The hormone disruptors in beauty products may have already had an effect on a generation of young girls. The onset of puberty for all girls in the U.S. has gradually increased by a few months since the 1950s, while breast development has accelerated by up to two years, according to a 2009 report from the Collaborative on Health and the Environment.Black girls ages 1-through-8 who used hair products containing placenta for as little as two months developed breasts and pubic hair, a 1998 study published in Clinical Pediatrics found. When they stopped using the products, their early sexual development did too.
An August 2010 study found that almost a quarter of African-American girls and 15 percent of their Latina peers had some stage of breast development by age 8. Some scientists have attributed the earlier onset of puberty to being exposed to chemicals that mimic hormones, along with increased body weight, diets high in fat and sugar and decreased physical activity.

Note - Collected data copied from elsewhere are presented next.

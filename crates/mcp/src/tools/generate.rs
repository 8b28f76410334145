// Content generation through Jasper commands

use crate::error::{expect_payload, unexpected_shape, CapabilityResult, Payload};
use crate::protocol::{CallToolResult, ToolContent, ToolSchema};
use crate::tools::{
    into_call_result, json_schema_array, json_schema_object, json_schema_string,
    parse_arguments, Tool,
};
use anyhow::Result;
use jasper_sdk::{GenerateContentRequest, JasperClient};
use serde::Deserialize;

const NAME: &str = "generate-content";

const DESCRIPTION: &str = "Generate content via Jasper AI. Jasper is a premium generative marketing solution with access to the user's style guide, brand voices, and audiences. Jasper can be used generate content for the user that adheres to their style guide, brand voices, and audiences. Additionally, background context to assist in generating content can be provided in the following ways: 1.) after searching the user's knowledge base and identifying relevant knowledgeIds, or 2.) by providing relevant information (e.g from the conversation history) directly using the context parameter.";

const NO_OUTPUT: &str = "Command executed, but no output was returned.";

/// Tool that runs a generation command against `POST /command`
pub struct GenerateContentTool {
    client: JasperClient,
}

impl GenerateContentTool {
    pub fn new(client: JasperClient) -> Self {
        Self { client }
    }

    async fn run(&self, args: GenerateContentArgs) -> CapabilityResult<Vec<ToolContent>> {
        let request = args.into_request();
        let response = self.client.commands().run(&request).await;

        let text = match expect_payload(NAME, response)? {
            Payload::Data(outputs) => outputs
                .into_iter()
                .next()
                .and_then(|output| output.text)
                .filter(|text| !text.is_empty())
                .unwrap_or_else(|| NO_OUTPUT.to_string()),
            Payload::Raw(raw) => unexpected_shape(NAME, &raw),
        };

        Ok(vec![ToolContent::text(text)])
    }
}

#[derive(Debug, Deserialize)]
#[serde(rename_all = "camelCase")]
struct GenerateContentArgs {
    command: String,
    #[serde(default)]
    context: Option<String>,
    #[serde(default)]
    style_id: Option<String>,
    #[serde(default)]
    tone_id: Option<String>,
    #[serde(default)]
    audience_id: Option<String>,
    #[serde(default)]
    knowledge_ids: Option<Vec<String>>,
}

impl GenerateContentArgs {
    /// Empty strings are treated as "not provided".
    fn into_request(self) -> GenerateContentRequest {
        let mut request = GenerateContentRequest::new(self.command);

        if let Some(context) = non_empty(self.context) {
            request = request.context(context);
        }
        if let Some(style_id) = non_empty(self.style_id) {
            request = request.style_id(style_id);
        }
        if let Some(tone_id) = non_empty(self.tone_id) {
            request = request.tone_id(tone_id);
        }
        if let Some(audience_id) = non_empty(self.audience_id) {
            request = request.audience_id(audience_id);
        }
        if let Some(knowledge_ids) = self.knowledge_ids {
            request = request.knowledge_ids(knowledge_ids);
        }

        request
    }
}

fn non_empty(value: Option<String>) -> Option<String> {
    value.filter(|v| !v.is_empty())
}

#[async_trait::async_trait]
impl Tool for GenerateContentTool {
    fn schema(&self) -> ToolSchema {
        ToolSchema {
            name: NAME.to_string(),
            description: DESCRIPTION.to_string(),
            input_schema: json_schema_object(
                serde_json::json!({
                    "command": json_schema_string("The command string to execute."),
                    "context": json_schema_string("Background context as a string to assist in fulfilling the command."),
                    "styleId": json_schema_string("The ID of the style to apply."),
                    "toneId": json_schema_string("The ID of the tone to use."),
                    "audienceId": json_schema_string("The ID of the audience to target."),
                    "knowledgeIds": json_schema_array(
                        serde_json::json!({"type": "string"}),
                        "Array of knowledge base IDs to use as background context for the content generation."
                    )
                }),
                vec!["command"],
            ),
        }
    }

    async fn execute(&self, arguments: serde_json::Value) -> Result<CallToolResult> {
        let args: GenerateContentArgs = parse_arguments(NAME, arguments)?;
        Ok(into_call_result(NAME, self.run(args).await))
    }
}

#[cfg(test)]
mod tests {
    use super::*;
    use serde_json::json;
    use wiremock::matchers::{body_json, header, method, path};
    use wiremock::{Mock, MockServer, ResponseTemplate};

    fn tool(server: &MockServer) -> GenerateContentTool {
        let client = JasperClient::builder()
            .base_url(server.uri())
            .api_key("sk-test")
            .build()
            .unwrap();
        GenerateContentTool::new(client)
    }

    #[tokio::test]
    async fn test_minimal_command_payload() {
        let server = MockServer::start().await;

        Mock::given(method("POST"))
            .and(path("/command"))
            .and(header("X-API-Key", "sk-test"))
            .and(body_json(json!({
                "inputs": {"command": "write a tagline"},
                "options": {"completionType": "quality"}
            })))
            .respond_with(ResponseTemplate::new(200).set_body_json(json!({
                "data": [{"text": "Brewed for the bold."}, {"text": "ignored"}],
                "error": null
            })))
            .expect(1)
            .mount(&server)
            .await;

        let result = tool(&server)
            .execute(json!({"command": "write a tagline"}))
            .await
            .unwrap();

        assert_eq!(result.is_error, None);
        assert_eq!(result.content, vec![ToolContent::text("Brewed for the bold.")]);
    }

    #[tokio::test]
    async fn test_optional_inputs_are_forwarded() {
        let server = MockServer::start().await;

        Mock::given(method("POST"))
            .and(path("/command"))
            .and(body_json(json!({
                "inputs": {
                    "command": "blog intro",
                    "context": "launch week",
                    "styleId": "s1",
                    "toneId": "t1",
                    "audienceId": "a1",
                    "knowledgeIds": ["k1"]
                },
                "options": {"completionType": "quality"}
            })))
            .respond_with(ResponseTemplate::new(200).set_body_json(json!({
                "data": [{"text": "Welcome to launch week."}]
            })))
            .expect(1)
            .mount(&server)
            .await;

        let result = tool(&server)
            .execute(json!({
                "command": "blog intro",
                "context": "launch week",
                "styleId": "s1",
                "toneId": "t1",
                "audienceId": "a1",
                "knowledgeIds": ["k1"]
            }))
            .await
            .unwrap();

        assert_eq!(result.text(), "Welcome to launch week.");
    }

    #[tokio::test]
    async fn test_empty_optional_strings_are_dropped() {
        let server = MockServer::start().await;

        Mock::given(method("POST"))
            .and(path("/command"))
            .and(body_json(json!({
                "inputs": {"command": "slogan"},
                "options": {"completionType": "quality"}
            })))
            .respond_with(ResponseTemplate::new(200).set_body_json(json!({"data": [{"text": "ok"}]})))
            .expect(1)
            .mount(&server)
            .await;

        let result = tool(&server)
            .execute(json!({"command": "slogan", "context": "", "styleId": ""}))
            .await
            .unwrap();
        assert_eq!(result.text(), "ok");
    }

    #[tokio::test]
    async fn test_envelope_error_is_reported() {
        let server = MockServer::start().await;

        Mock::given(method("POST"))
            .and(path("/command"))
            .respond_with(ResponseTemplate::new(200).set_body_json(json!({
                "data": null,
                "error": "Insufficient credits"
            })))
            .mount(&server)
            .await;

        let result = tool(&server).execute(json!({"command": "x"})).await.unwrap();
        assert_eq!(result.is_error, Some(true));
        assert_eq!(result.text(), "Jasper AI Error: Insufficient credits");
    }

    #[tokio::test]
    async fn test_http_failure_is_a_diagnostic() {
        let server = MockServer::start().await;

        Mock::given(method("POST"))
            .and(path("/command"))
            .respond_with(ResponseTemplate::new(503))
            .mount(&server)
            .await;

        let result = tool(&server).execute(json!({"command": "x"})).await.unwrap();
        assert_eq!(result.is_error, Some(true));
        assert!(result.text().contains("Failed to make request to Jasper AI for generate-content"));
        assert!(result.text().contains("Status: 503"));
    }

    #[tokio::test]
    async fn test_no_content_is_a_diagnostic() {
        let server = MockServer::start().await;

        Mock::given(method("POST"))
            .and(path("/command"))
            .respond_with(ResponseTemplate::new(204))
            .mount(&server)
            .await;

        let result = tool(&server).execute(json!({"command": "x"})).await.unwrap();
        assert_eq!(
            result.text(),
            "Failed to make request to Jasper AI for generate-content."
        );
        assert!(!result.text().contains("Jasper AI Error"));
    }

    #[tokio::test]
    async fn test_empty_output_falls_back() {
        let server = MockServer::start().await;

        Mock::given(method("POST"))
            .and(path("/command"))
            .respond_with(ResponseTemplate::new(200).set_body_json(json!({"data": []})))
            .mount(&server)
            .await;

        let result = tool(&server).execute(json!({"command": "x"})).await.unwrap();
        assert_eq!(result.text(), NO_OUTPUT);
    }

    #[tokio::test]
    async fn test_missing_command_is_invalid() {
        let server = MockServer::start().await;
        assert!(tool(&server).execute(json!({"context": "x"})).await.is_err());
    }
}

“Lifetime exposure to estrogen increases your risk of breast cancer,” Dr. Zota said. “If you’re getting your menstruation earlier, that’s increasing the natural estrogen that you’re exposed to.”
Cancer rates among African-American pre-menopausal women are higher than their white peers. In fact, a 2008 study published in the Journal of the National Cancer Institute found that black women under age 30 had a 52 percent higher incidence rate of developing breast cancer than white women.
The U.S. Food and Drug Administration does not currently test the majority of health and beauty products before they go on sale. One way consumers can get safer products on shop shelves is by asking their salon or manufacturers to make alternatives available, Dr. Zota said.
Congress is mulling a bill, the Safe Cosmetics Act, which would ban dangerous chemicals in salon products and require safety checks before a product is sold in stores.
Cherisse Scott, a health educator for Black Women for Reproductive Justice, a Chicago non-profit that works on reproductive health advocacy issues, said some black women may feel cultural or societal pressure to straighten their hair, unwittingly exposing themselves to dangerous chemicals in the process.
“It’s a deep-seeded problem,” Scott said. “It’s hard when you’re in a society that requires you to look a certain way.”
In addition to safer products, Scott called for a more open and honest dialogue in the black community about its’ sometimes unhealthy relationship with hair.
“Environmental justice for us,” she said, “means tackling some of these deep-seeded generational issues also.”